Hitchhiking Is Apparently One More Thing Millennials Have Killed

“It seems the days of mutuality and serendipity are over”

Hitchhiker’s Guide to the Galaxy

Free rides? No more, laments columnist Anne Perkins at the Guardian.

The death of hitchhiking is a modern tragedy | Anne Perkins

A French dude waited in a remote part of New Zealand for four days because no one was willing or able to give him a ride, and then freaked out, getting some attention, if not where he needed to go. His failure means that, according to Perkins,

even in friendly, chilled New Zealand, drivers no longer stop for hitchhikers. And if it does, well that really does sound like the end of the analogue version of the sharing economy.

After begging, hitching is the most elementary point of contact between those who have and those who have not. It is a basic exchange between need and ability to provide.

Millennials no longer have any interest in that “basic exchange” of asking or offering a lift. Why should we? We’ve got Lyft (TM).

even before the poor Frenchman had a tantrum on State Highway 6, there was plenty of evidence that hitchhiking is no longer a cheap and reliable way of getting to where you want to go. Maybe hitchhiking is just too analogue, a bit 20th century for millennials. In a hyper-connected age, when it’s necessary to text to announce a five-minute delay, there is diminishing appeal in committing a whole day (or even just an hour) entirely to chance.

Anyway, there are ride-sharing apps that mean you can be picked up at your door and taken to your destination, which offer some of the virtues of hitching but in an organised, digital kind of way. Yet they also mean sacrificing an element of serendipity, the happy accident of the unexpected place or person, to the security of predictability, and it feels like an expensive compromise.

Uh-huh. While I think ride-sharing apps have probably chipped away at the prevalence and acceptability of hitchhiking, it seems to me that it has been going down in terms of popularity for decades. I was warned against it as a child in the 80s and 90s; the people teaching me viewed hitchhiking as a holdover from America’s exciting but fleeting hippie moment.

Although I’ve hitchhiked abroad — in Israel, a far smaller country with different customs, and even then usually with friends—I don’t know anyone who did it successfully here even in the years when we were all struggling through without smart phones, because it seemed so unsafe. Getting in a car with a stranger? Are you kidding? Perkins’ recollections seem mostly innocent, romantic. Even as a kid, I had a sense that certain unpleasant things would be expected in exchange for being picked up.
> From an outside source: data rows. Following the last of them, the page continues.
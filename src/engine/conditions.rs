use std::cmp::Ordering;

use serde::{Deserialize, Serialize};
use serde_json::Value;

use super::Resource;

pub const FIELD_ID: &str = "Id";
pub const FIELD_NAME: &str = "Name";
pub const FIELD_PARENT: &str = "B25__Parent__c";
pub const FIELD_RESOURCE_TYPE: &str = "B25__Resource_Type__c";
pub const FIELD_RESOURCE_TYPE_NAME: &str = "B25__Resource_Type__r.Name";

#[derive(Debug, Clone, Copy, PartialEq, Eq, Serialize, Deserialize)]
pub enum Operator {
    Equals,
    NotEquals,
    /// Literal is an array of candidates; a scalar acts as a one-element list.
    In,
    NotIn,
    GreaterThan,
    LessThan,
}

/// Atomic predicate over a resource field.
#[derive(Debug, Clone, PartialEq, Serialize, Deserialize)]
pub struct Condition {
    pub field: String,
    pub operator: Operator,
    pub value: Value,
}

/// Conjunction of conditions. A filter is a list of groups, any of which may match.
pub type ConditionGroup = Vec<Condition>;

impl Condition {
    pub fn new(field: impl Into<String>, operator: Operator, value: impl Into<Value>) -> Self {
        Self {
            field: field.into(),
            operator,
            value: value.into(),
        }
    }

    pub fn equals(field: impl Into<String>, value: impl Into<Value>) -> Self {
        Self::new(field, Operator::Equals, value)
    }

    pub fn not_equals(field: impl Into<String>, value: impl Into<Value>) -> Self {
        Self::new(field, Operator::NotEquals, value)
    }

    pub fn is_in<V: Into<Value>>(field: impl Into<String>, values: impl IntoIterator<Item = V>) -> Self {
        let values: Vec<Value> = values.into_iter().map(Into::into).collect();
        Self::new(field, Operator::In, values)
    }

    pub fn not_in<V: Into<Value>>(field: impl Into<String>, values: impl IntoIterator<Item = V>) -> Self {
        let values: Vec<Value> = values.into_iter().map(Into::into).collect();
        Self::new(field, Operator::NotIn, values)
    }

    pub fn greater_than(field: impl Into<String>, value: impl Into<Value>) -> Self {
        Self::new(field, Operator::GreaterThan, value)
    }

    pub fn less_than(field: impl Into<String>, value: impl Into<Value>) -> Self {
        Self::new(field, Operator::LessThan, value)
    }

    /// Absent (or null) fields fail every positive operator and pass the negated ones.
    pub fn matches(&self, resource: &Resource) -> bool {
        let actual = field_value(resource, &self.field);
        match (self.operator, actual) {
            (Operator::Equals, Some(v)) => values_equal(&v, &self.value),
            (Operator::NotEquals, Some(v)) => !values_equal(&v, &self.value),
            (Operator::In, Some(v)) => self.candidates().any(|c| values_equal(&v, c)),
            (Operator::NotIn, Some(v)) => !self.candidates().any(|c| values_equal(&v, c)),
            (Operator::GreaterThan, Some(v)) => compare(&v, &self.value) == Some(Ordering::Greater),
            (Operator::LessThan, Some(v)) => compare(&v, &self.value) == Some(Ordering::Less),
            (Operator::NotEquals | Operator::NotIn, None) => true,
            (_, None) => false,
        }
    }

    fn candidates(&self) -> impl Iterator<Item = &Value> {
        let items = match &self.value {
            Value::Array(items) => items.as_slice(),
            other => std::slice::from_ref(other),
        };
        items.iter()
    }
}

/// OR over groups, AND within a group. No groups means no filter.
pub fn matches_any(groups: &[ConditionGroup], resource: &Resource) -> bool {
    groups.is_empty()
        || groups
            .iter()
            .any(|group| group.iter().all(|c| c.matches(resource)))
}

/// Built-in fields first, then the custom property bag.
fn field_value(resource: &Resource, field: &str) -> Option<Value> {
    let value = match field {
        FIELD_ID => Some(Value::String(resource.id.clone())),
        FIELD_NAME => Some(Value::String(resource.name.clone())),
        FIELD_PARENT => resource.parent_id.clone().map(Value::String),
        FIELD_RESOURCE_TYPE => resource.resource_type.id.clone().map(Value::String),
        FIELD_RESOURCE_TYPE_NAME => resource.resource_type.name.clone().map(Value::String),
        other => resource.property(other).cloned(),
    };
    value.filter(|v| !v.is_null())
}

fn values_equal(a: &Value, b: &Value) -> bool {
    match (a.as_f64(), b.as_f64()) {
        (Some(x), Some(y)) if a.is_number() && b.is_number() => x == y,
        _ => a == b,
    }
}

fn compare(a: &Value, b: &Value) -> Option<Ordering> {
    match (a, b) {
        (Value::Number(x), Value::Number(y)) => x.as_f64()?.partial_cmp(&y.as_f64()?),
        (Value::String(x), Value::String(y)) => Some(x.cmp(y)),
        _ => None,
    }
}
Or like in that classic David Sedaris essay — transformed into a radio piece for TAL — wherein he unintentionally comes out for the first time to a leering couple that picks him up while he’s hitching, looking for a three-way.

Vacations

To call hitching free is naive. In our culture at least, getting a ride could cost you drugs, sex … something. And millennials didn’t kill it. It’s been dying for a while, possibly because the same fear that made me shy away made lots of others shy away too. Maybe that fear is unfounded or unfair. Maybe cable news is responsible for stoking that fear the same way it has sensationalized so many other aspects of our lives.

The Psychology of Why Americans Are Afraid of Historically Low Crime Levels

Who knows? There does seem to be a cultural element because, for what it’s worth, hitching seems to be still alive and well in Israel, at least among Jews. Although I probably benefited from white / in-group privilege, I was never asked for anything untoward, or anything, actually, in exchange for a ride there. If Perkins is feeling nostalgic, maybe she should head to Tel Aviv.